An Event Apart: Using Flexible Boxes

by Luke Wroblewski August 9, 2011

In his Using Flexible Boxes presentation at An Event Apart in Minneapolis, MN 2011 Eric Meyer outlined how you can start using the CSS flex-box specification now and how to take into account the limitations & inconsistencies that currently exist when you do so. Here are my notes from his talk:

  • Flexible boxes are something that you can add to your toolkit now. Thanks to browser support this is more possible than you think.
  • Browsers currently support the 2009 specification. There are ways to apply flex boxes now and account for browsers that don't support flex boxes.
  • Setting an element to display:box sets it's children to flexible boxes.
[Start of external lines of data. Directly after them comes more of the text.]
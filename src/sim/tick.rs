//! Tile click resolution
//!
//! One click is the simulation's unit of time: reveal the tile, apply its
//! effect, tick burn, then check for a winner exactly once.

use rand::Rng;

use super::combat::{DeathOutcome, apply_burn, resolve_deaths, resolve_enemy_attack, resolve_player_attack};
use super::grid::{GridLayout, TileKind};
use super::progression::{LevelClear, on_enemy_defeated, on_player_defeated};
use super::state::{GameEvent, GamePhase, PopupKind, RunState, Side};
use crate::tuning::Tuning;

/// What a single click did
#[derive(Debug, Clone, Copy, PartialEq, Eq, Default)]
pub struct ClickResult {
    /// Kind of the revealed tile, `None` if the click was ignored
    pub kind: Option<TileKind>,
    /// Set when the click defeated the enemy
    pub level_clear: Option<LevelClear>,
    /// Set when the click killed the player
    pub player_lost: bool,
}

impl ClickResult {
    pub fn accepted(&self) -> bool {
        self.kind.is_some()
    }
}

/// Resolve a click on tile `number`.
///
/// Ignored unless the run is active. Unknown numbers and tiles that were
/// already clicked are ignored as well.
pub fn click_tile<R: Rng + ?Sized>(
    state: &mut RunState,
    grid: &mut GridLayout,
    number: u32,
    tuning: &Tuning,
    rng: &mut R,
) -> ClickResult {
    if state.phase != GamePhase::Active || state.game_over {
        return ClickResult::default();
    }
    let Some(kind) = grid.claim(number) else {
        return ClickResult::default();
    };
    state.emit(GameEvent::TileRevealed { number, kind });
    log::debug!("Tile {} revealed: {:?}", number, kind);

    let stats = state.stats();
    match kind {
        TileKind::EnemyAttack => {
            resolve_enemy_attack(state, &stats, tuning, rng);
        }
        TileKind::PlayerAttack => {
            resolve_player_attack(state, &stats, tuning);
        }
        TileKind::Gold => {
            let gain = tuning.gold_per_tile + stats.extra_gold_per_tile;
            state.player_gold += gain;
            state.emit(GameEvent::GoldEarned { amount: gain });
            state.emit_gold();
            state.popup(PopupKind::Gold, format!("+{}", gain), Side::Player);
            state.reset_combos();
        }
        TileKind::Blank => state.reset_combos(),
    }

    apply_burn(state, &stats);

    let mut result = ClickResult {
        kind: Some(kind),
        ..ClickResult::default()
    };
    match resolve_deaths(state) {
        DeathOutcome::Ongoing => {}
        DeathOutcome::PlayerWon => {
            state.emit_health();
            result.level_clear = Some(on_enemy_defeated(state, tuning));
        }
        DeathOutcome::PlayerLost => {
            state.emit_health();
            on_player_defeated(state);
            result.player_lost = true;
        }
    }
    result
}

/// Flip between `Active` and `Paused`. Other phases are left alone.
pub fn toggle_pause(state: &mut RunState) -> bool {
    match state.phase {
        GamePhase::Active => {
            state.phase = GamePhase::Paused;
            true
        }
        GamePhase::Paused => {
            state.phase = GamePhase::Active;
            true
        }
        _ => false,
    }
}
Not their children.
  • Changing the display style to “box” moves you into flex-box layout mode. You need all the vendor prefixes to make it work. This looks kind of like creating a table row without table markup but it’s not really.
  • A set of list items with a display of "box" will have equal heights by default. If you set an element to display "box", all of the children become potentially flexible boxes as well.
  • Box-orient: horizontal or vertical sets how the flex boxes lay out.
  • Box-pack: center declared on the containing element centers boxes within the container. This is not implemented properly across all browsers (Gecko rendering engine has issues). WebKit seems to be more consistent (and right according to the spec) in how it applies flexible boxes.
  • When moving from a standard float-based layout to flex box –keep your margins, padding, etc.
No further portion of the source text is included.